Mephisto
RBL
- Katılım
- 10 Ara 2005
- Mesajlar
- 7,669
- Reaction score
- 0
- Puanları
- 0
Okumaya değer!!! BİRAZ UZUN GİBİ GÖRÜNSEDE OKUMAYNIZI TAVSİYE EDERİM.
"İLK BEŞ DAKİKA VE BİR ÖMÜR
a.. .......ili kırsalında teröristlerin dur ihtarına ateşle
karşılık vermesi sonucu çıkan çatışmada.....güvenlik görevlisi şehit
oldu.
Ya da
a.. .......ilinde devriye görevini yerine getiren
...aracına
açılan ateş sonucu..güvenlik
görevlisi şehit oldu.
Ya da
a.. ........ili kırsalında teröristlerce döşenen mayının
patlaması sonucu...asker
yaralandı..
Bu nasıl başlar biliyor musunuz?
Hava o kadar sıcaktır ki beyninizdeki sıvının
buharlaşıp uçtuğunu düşünürsünüz.
Oluştuğu anda kuruyup giden ter damlacıklarından geriye kalan
tuzlar yüzünüzün ve hatta
elbisenizin her yanını kaplamıştır.
Avucunuzun içindeki ter, yüzünüzdeki gibi kolay kurumadığı
için
elinizdeki tüfeğinizin metal
kısmı avucunuzun içinde vıcık, vıcık oynar. Ter ile ıslanan çeliğin
kokusu avucunuzun içine ve
elinizi sürdüğünüz her yere siner. Önünüzde yürüyen adamın, ayağının
kuru
toprakla her temas edişinde çıkan toz, ağzınızın kupkuru olmasına ve
zor
nefes almanıza sebep olur.
Sırt çantanızın askı kayışları yüzünden omuzlarınızı
hissetmezsiniz. Kült ağrıları ancak çantayı sırtınızdan
çıkardığınızda
fark edersiniz.
Bastığınız her taş parçası, her çalı ve bir ayağınızın
kaplayabildiği her yeryüzü parçasından çıkan sesi duyarsınız.
Yürüdüğünüz yerdeki her Ağustos böceğinin sesini, dallardaki
kuşları, yüzünüzün etrafında ürkütücü devriye uçuşları yapan
arıların
kanat seslerini, ağzınıza ve yüzünüze ya da herhangi bir yerinizdeki
küçük yaraların üzerine konmaya çalışan sineklerin vızıltılarını,
ayağınızı bastığınız yerden havalanan yeşil çekirgenin küçücük
cüssesine
rağmen çıkardığı tok kanat sesini en ince ayrıntısına kadar
duyarsınız.
Sonra, kendi teçhizatınızın ve önünüzdeki arkadaşınızın ve
arkanızdaki arkadaşınızın teçhizatlarının çıkardığı düzensiz
seslerin her
birini ayrı ayrı duyarsınız.
Ve aynı anda önünüzdeki arkadaşınızın nefes alışlarını
duyarsınız,
öksürmesini ve hapşırmasını da duyarsınız.
Telsizinizden çıkan seslerin ve cızırtıların her biri ayrı
ayrı
katılır bu senfoniye.
Ter ve tozun birleşmesinden oluşan kaygan çamur, postalın
içindeki
tüm ayağınızı kaplamıştır, çoraplar önce su toplayıp sonra patlayan
yerlere adeta bir deri gibi yapışmıştır.
En çok yapmak istediğiniz şey ayaklarınızı yıkayıp,
çoraplarınızı
değiştirmektir.
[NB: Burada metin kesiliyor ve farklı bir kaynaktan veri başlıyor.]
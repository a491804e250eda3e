use crate::error::{ReportError, Result};
use serde::{Deserialize, Serialize};
use std::path::PathBuf;

#[derive(Debug, Clone, PartialEq, Serialize, Deserialize)]
#[serde(default)]
pub struct Config {
    /// タイトルの接頭辞（`<接頭辞> <生徒名>`）
    pub title_prefix: String,
    /// 既定の出力先フォルダ
    pub output_dir: Option<PathBuf>,
    /// 常にキャッシュを使う
    pub use_cache: bool,
}

impl Default for Config {
    fn default() -> Self {
        Self {
            title_prefix: "Report".into(),
            output_dir: None,
            use_cache: false,
        }
    }
}

impl Config {
    pub fn load() -> Result<Self> {
        Self::load_from(&Self::config_path()?)
    }

    pub fn load_from(config_path: &std::path::Path) -> Result<Self> {
        if config_path.exists() {
            let content = std::fs::read_to_string(config_path)?;
            let config: Config = serde_json::from_str(&content)?;
            Ok(config)
        } else {
            Ok(Self::default())
        }
    }

    pub fn save(&self) -> Result<()> {
        self.save_to(&Self::config_path()?)
    }

    pub fn save_to(&self, config_path: &std::path::Path) -> Result<()> {
        if let Some(parent) = config_path.parent() {
            std::fs::create_dir_all(parent)?;
        }

        let content = serde_json::to_string_pretty(self)?;
        std::fs::write(config_path, content)?;
        Ok(())
    }

    pub fn config_path() -> Result<PathBuf> {
        let home = dirs::home_dir()
            .ok_or_else(|| ReportError::Config("ホームディレクトリが見つかりません".into()))?;
        Ok(home.join(".config").join("class-report").join("config.json"))
    }

    pub fn set_title_prefix(&mut self, prefix: String) -> Result<()> {
        if prefix.trim().is_empty() {
            return Err(ReportError::Config("タイトル接頭辞が空です".into()));
        }
        self.title_prefix = prefix;
        Ok(())
    }
}
#[cfg(test)]
mod tests {
    use super::*;
    use class_report_common::FieldMap;
    use std::io::Read;

    fn record(subjects: &[(&str, &str, &str)]) -> StudentRecord {
        let mut record = StudentRecord::default();
        for &(subject, field, comment) in subjects {
            record.insert_subject(subject, FieldMap::from_pairs([(field, comment)]).unwrap());
        }
        record
    }

    fn class() -> ReportMap {
        let mut report = ReportMap::default();
        report.insert_student("Jan Dupont", record(&[("Math", "Comment", "Good effort")]));
        report.insert_student("Marie Curie", record(&[("History", "Note", "Excellent")]));
        report
    }

    #[test]
    fn test_student_document_structure() {
        let report = class();
        let doc = build_document(Some("Jan Dupont"), &report, &DocxOptions::default()).unwrap();

        assert_eq!(
            doc.blocks(),
            &[
                Block::Title("Report Jan Dupont".into()),
                Block::Heading("Math".into()),
                Block::Bullet {
                    label: "Comment: ".into(),
                    text: "Good effort".into()
                },
            ]
        );
    }

    #[test]
    fn test_class_document_page_breaks_between_students() {
        let doc = ReportDocument::for_class(&class(), &DocxOptions::default());
        assert_eq!(doc.count_titles(), 2);
        assert_eq!(doc.count_page_breaks(), 1);
        assert_ne!(doc.blocks().last(), Some(&Block::PageBreak));
    }

    #[test]
    fn test_empty_class_has_no_blocks() {
        let doc = ReportDocument::for_class(&ReportMap::default(), &DocxOptions::default());
        assert!(doc.blocks().is_empty());
    }

    #[test]
    fn test_unknown_student() {
        let err = render_document(Some("Nobody"), &class(), &DocxOptions::default()).unwrap_err();
        assert!(matches!(
            err,
            ReportError::Common(class_report_common::Error::StudentNotFound(_))
        ));
    }

    #[test]
    fn test_document_xml_escapes_and_bolds() {
        let mut report = ReportMap::default();
        report.insert_student("A & B", record(&[("Math", "Comment", "x < y\nsecond line")]));
        let doc = ReportDocument::for_class(&report, &DocxOptions::default());

        let xml = String::from_utf8(doc.document_xml().unwrap()).unwrap();
        assert!(xml.contains("Report A &amp; B"));
        assert!(xml.contains("x &lt; y"));
        assert!(xml.contains("<w:br/>"));
        assert!(xml.contains("<w:b/>"));
        assert!(xml.contains(r#"<w:pStyle w:val="Title"/>"#));
        assert!(xml.contains(r#"<w:pStyle w:val="Heading1"/>"#));
        assert!(!xml.contains(r#"w:type="page""#));
    }

    #[test]
    fn test_to_bytes_is_docx_package() {
        let bytes = render_document(None, &class(), &DocxOptions::default()).unwrap();
        let mut archive = zip::ZipArchive::new(Cursor::new(bytes)).unwrap();

        for part in ["[Content_Types].xml", "_rels/.rels", "word/styles.xml", "word/numbering.xml"] {
            assert!(archive.by_name(part).is_ok(), "missing part {}", part);
        }

        let mut xml = String::new();
        archive
            .by_name("word/document.xml")
            .unwrap()
            .read_to_string(&mut xml)
            .unwrap();
        assert_eq!(xml.matches(r#"w:type="page""#).count(), 1);
        assert!(xml.contains("Report Marie Curie"));
    }

    #[test]
    fn test_clean_text_drops_control_chars() {
        assert_eq!(clean_text("a\u{0b}b\tc"), "ab\tc");
    }

    #[test]
    fn test_clean_text_drops_noncharacters() {
        assert_eq!(clean_text("a\u{FFFE}b\u{FFFF}c\u{FFFD}"), "abc\u{FFFD}");
    }

    #[test]
    fn test_tab_becomes_tab_element() {
        let mut report = ReportMap::default();
        report.insert_student("Jan Dupont", record(&[("Math", "Comment", "Oral\tA\u{FFFF}")]));
        let doc = ReportDocument::for_class(&report, &DocxOptions::default());

        let xml = String::from_utf8(doc.document_xml().unwrap()).unwrap();
        assert!(xml.contains(r#"<w:t xml:space="preserve">Oral</w:t><w:tab/><w:t xml:space="preserve">A</w:t>"#));
        assert!(!xml.contains('\t'));
        assert!(!xml.contains('\u{FFFF}'));
    }
}
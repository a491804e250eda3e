//! 画面表示用のMarkdownプレビュー

use crate::types::StudentRecord;
use std::fmt::Write;

/// 生徒1人分をMarkdownにする
///
/// 教科ごとに `## 教科`、項目ごとに `+ **項目: **所見` の行を出力する。
pub fn render_markdown(name: &str, title_prefix: &str, record: &StudentRecord) -> String {
    let mut out = String::new();
    let _ = writeln!(out, "# {} {}", title_prefix, name);

    for (subject, fields) in record.subjects() {
        let _ = writeln!(out, "\n## {}", subject);
        for (field, comment) in fields.iter() {
            let _ = writeln!(out, "+ **{}: **{}", field, comment);
        }
    }

    out
}
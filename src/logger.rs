//! ログ初期化

use tracing_subscriber::EnvFilter;

/// tracingの購読者を設定する
///
/// `RUST_LOG` があればそれを優先。なければ `--verbose` で debug、通常は warn。
/// ログは標準エラーへ出し、標準出力は進捗表示に使う。
pub fn init(verbose: bool) {
    let default_level = if verbose { "debug" } else { "warn" };
    let filter = EnvFilter::try_from_default_env().unwrap_or_else(|_| EnvFilter::new(default_level));

    let _ = tracing_subscriber::fmt()
        .with_env_filter(filter)
        .with_writer(std::io::stderr)
        .with_target(false)
        .try_init();
}
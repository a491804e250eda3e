//! Class Report Common Library
//!
//! 教科別評価シートを生徒別レポートに組み替える中核処理。
//! ファイル入出力を持たず、CLIから入力済みのテーブルを受け取る。

pub mod types;
pub mod error;
pub mod similarity;
pub mod report;
pub mod preview;

pub use types::{is_blank, FieldMap, NameMerge, ReportMap, StudentRecord, SubjectTable, SubjectTables};
pub use error::{Error, Result};
pub use similarity::similarity;
pub use report::{build_report, merge_near_duplicates, pivot, DUPLICATE_NAME_THRESHOLD};
pub use preview::render_markdown;
pub mod docx;
pub mod template;

pub use docx::{build_document, render_document, Block, DocxOptions, ReportDocument};
pub use template::{write_template, TemplateSpec};

use crate::error::Result;
use class_report_common::ReportMap;
use std::path::{Path, PathBuf};

/// クラス全体レポートの既定ファイル名
pub const CLASS_REPORT_FILE_NAME: &str = "class_report.docx";

/// 既定の出力ファイル名
pub fn default_file_name(student: Option<&str>) -> String {
    match student {
        Some(name) => format!("report_{}.docx", sanitize_file_name(name)),
        None => CLASS_REPORT_FILE_NAME.to_string(),
    }
}

/// ファイル名に使えない文字を `_` に置き換える
fn sanitize_file_name(name: &str) -> String {
    name.chars()
        .map(|c| match c {
            '/' | '\\' | ':' | '*' | '?' | '"' | '<' | '>' | '|' => '_',
            c if c.is_control() => '_',
            c => c,
        })
        .collect()
}

/// 出力先を決める
///
/// `output` がディレクトリまたは拡張子なしならその下に `file_name` を置く。
/// 未指定なら `fallback_dir`、それもなければカレントディレクトリ。
pub fn output_path_for(output: Option<&Path>, fallback_dir: Option<&Path>, file_name: &str) -> PathBuf {
    match output {
        Some(path) if path.is_dir() || path.extension().is_none() => path.join(file_name),
        Some(path) => path.to_path_buf(),
        None => fallback_dir
            .unwrap_or_else(|| Path::new("."))
            .join(file_name),
    }
}

/// レポートを .docx に書き出す
pub fn export_report(
    report: &ReportMap,
    student: Option<&str>,
    output_path: &Path,
    options: &DocxOptions,
) -> Result<()> {
    match student {
        Some(name) => println!("- {} のレポートを生成中...", name),
        None => println!("- クラス全体のレポートを生成中... ({}名)", report.len()),
    }

    let bytes = render_document(student, report, options)?;

    if let Some(parent) = output_path.parent() {
        if !parent.as_os_str().is_empty() {
            std::fs::create_dir_all(parent)?;
        }
    }
    std::fs::write(output_path, bytes)?;

    println!("✔ DOCX出力: {}", output_path.display());
    Ok(())
}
Ama bu çok büyük bir lükstür o anda.
Çünkü...
Çünkü hangi çalının dibinde, hangi kayanın arkasında sizi
beklediğini bilmediğiniz ihaneti arayıp bulmanız ve yok etmeniz
gerekmektedir.
Bütün masumların hayatı ve huzuru size emanet diye,
öğretmenler
bayrak direğine asılmasın diye, kundaktaki bebekler kurşunlanmasın
diye,
binlerce yıllık emanete halel gelmesin diye kahpeliği ve ihaneti yok
etmeniz gerekmektedir.
Çünkü bunun için bayrağın, silahın, namusun ve şerefin üzerine
yemin etmişsinizdir.
Çünkü önemli olan ayağınız değil, ülkeniz, bayrağınız ve
onurunuzdur.İşte bu yüzden lükstür ayak yıkamak, çorap değiştirmek.
İşte
bu yüzden senfoniye dönüşmüştür bütün o düzensiz sesler güruhu.
Sonra!..
Sonra birden tüm sesler kesilir, bıçağın dalı kestiği gibi,
makasın
kâğıdı,pensenin bir hoparlör kablosunu kestiği gibi... Bir anda...
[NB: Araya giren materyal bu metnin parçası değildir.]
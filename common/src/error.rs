//! エラー型定義

use thiserror::Error;

/// 共通エラー型
#[derive(Error, Debug)]
pub enum Error {
    #[error("Student not found in report: {0}")]
    StudentNotFound(String),

    #[error("JSON error: {0}")]
    Json(#[from] serde_json::Error),
}

/// Result型エイリアス
pub type Result<T> = std::result::Result<T, Error>;
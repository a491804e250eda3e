use clap::{Parser, Subcommand};
use std::path::PathBuf;

#[derive(Parser)]
#[command(name = "class-report")]
#[command(about = "教科別評価シートから生徒別レポートを生成するツール", long_about = None)]
pub struct Cli {
    #[command(subcommand)]
    pub command: Commands,

    /// 詳細ログを出力
    #[arg(short, long, global = true)]
    pub verbose: bool,
}

#[derive(Subcommand)]
pub enum Commands {
    /// レポートをDOCXで出力（クラス全体または生徒1人）
    Export {
        /// 評価ワークブック（xlsx/ods）
        #[arg(required = true)]
        workbook: PathBuf,

        /// 対象の生徒（省略時はクラス全体）
        #[arg(short, long, conflicts_with = "pick")]
        student: Option<String>,

        /// 生徒を一覧から選択
        #[arg(long)]
        pick: bool,

        /// 出力ファイル/ディレクトリ
        #[arg(short, long)]
        output: Option<PathBuf>,

        /// キャッシュを使用（再構築をスキップ）
        #[arg(long)]
        use_cache: bool,
    },

    /// 生徒1人のレポートを画面に表示
    Show {
        /// 評価ワークブック（xlsx/ods）
        #[arg(required = true)]
        workbook: PathBuf,

        /// 対象の生徒（省略時は一覧から選択）
        #[arg(short, long)]
        student: Option<String>,

        /// キャッシュを使用（再構築をスキップ）
        #[arg(long)]
        use_cache: bool,
    },

    /// 生徒一覧と表記揺れの統合結果を表示
    Students {
        /// 評価ワークブック（xlsx/ods）
        #[arg(required = true)]
        workbook: PathBuf,

        /// レポート全体をJSONで出力
        #[arg(long)]
        json: bool,

        /// キャッシュを使用（再構築をスキップ）
        #[arg(long)]
        use_cache: bool,
    },

    /// 入力用の空テンプレート（xlsx）を生成
    Template {
        /// 教科名（シートごと、複数指定可）
        #[arg(short, long = "subject", required = true)]
        subjects: Vec<String>,

        /// 評価項目名（複数指定可）
        #[arg(short, long = "field")]
        fields: Vec<String>,

        /// 事前に記入する生徒名 "名 姓"（複数指定可）
        #[arg(short = 'n', long = "student")]
        students: Vec<String>,

        /// バナー行の見出し（省略時は教科名）
        #[arg(long)]
        banner: Option<String>,

        /// 出力ファイル
        #[arg(short, long, default_value = "template.xlsx")]
        output: PathBuf,
    },

    /// 設定を表示/編集
    Config {
        /// タイトルの接頭辞を設定
        #[arg(long)]
        set_title_prefix: Option<String>,

        /// 既定の出力先フォルダを設定
        #[arg(long)]
        set_output_dir: Option<PathBuf>,

        /// 常にキャッシュを使うか
        #[arg(long)]
        use_cache: Option<bool>,

        /// 設定を表示
        #[arg(long)]
        show: bool,
    },

    /// キャッシュ管理
    Cache {
        /// キャッシュを削除
        #[arg(long)]
        clear: bool,

        /// 対象フォルダ（省略時はカレント）
        #[arg(short, long)]
        folder: Option<PathBuf>,

        /// キャッシュ情報を表示
        #[arg(long)]
        info: bool,
    },
}
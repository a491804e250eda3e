//! class-report
//!
//! 教科ごとのシートを持つ評価ワークブックを読み込み、
//! 生徒別レポートに組み替えてDOCXで出力する。

pub mod cache;
pub mod cli;
pub mod config;
pub mod error;
pub mod export;
pub mod logger;
pub mod normalizer;
pub mod picker;
pub mod pipeline;

pub use class_report_common as common;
Kuşların sesleri, arıların ve sineklerin vızıltıları, çekirgenin
kanat
sesleri; hepsi bir anda biter.
Gözlerinizi açtığınızda önünüzdeki arkadaşınızı değil,
gökyüzünü
görürsünüz,yere düşmüş olduğunuzu anlamanız birkaç saniye sürer.
Tek hissettiğiniz kesif bir barut ve yanık et kokusudur,
yüzünüzün
toprak parçalarıyla kaplandığını fark edersiniz, temizlemek için
çalışmazsınız.
Arkadaşlarınızın bağırarak koşuşturduğunu görür ama
kulağınızdaki
çınlama ve uğultudan seslerini duyamazsınız. Sesleri yavaş yavaş
duymaya
başladığınızda ayağa kalkmaya çalışırsınız ama başaramazsınız.
Yine birkaç saniye sonra arkadaşlarınızın sesleri arasında
"mayın" kelimesini ayırt eder ve kalkmaya çalıştığınızda
ayağınızdaki
yoğun ağrıyı fark edersiniz.
Ayağınız yoktur ama yine de ağrıdığını hissedersiniz.
Ne olduğunu anlamak için baktığınızda ise parçalanmış
pantolonunuzun ve kopmuş ayağınızın farkına varırsınız. İşte her şey
o
anda başlar.
Avazınız çıktığı kadar bağırırsınız. Sonra, nefesiniz biter.
Sonra, yeniden nefes alırsınız ve yeniden bağırmaya başlarsınız.
Sonra
yine nefesiniz biter ve yeniden, yeniden ve yine...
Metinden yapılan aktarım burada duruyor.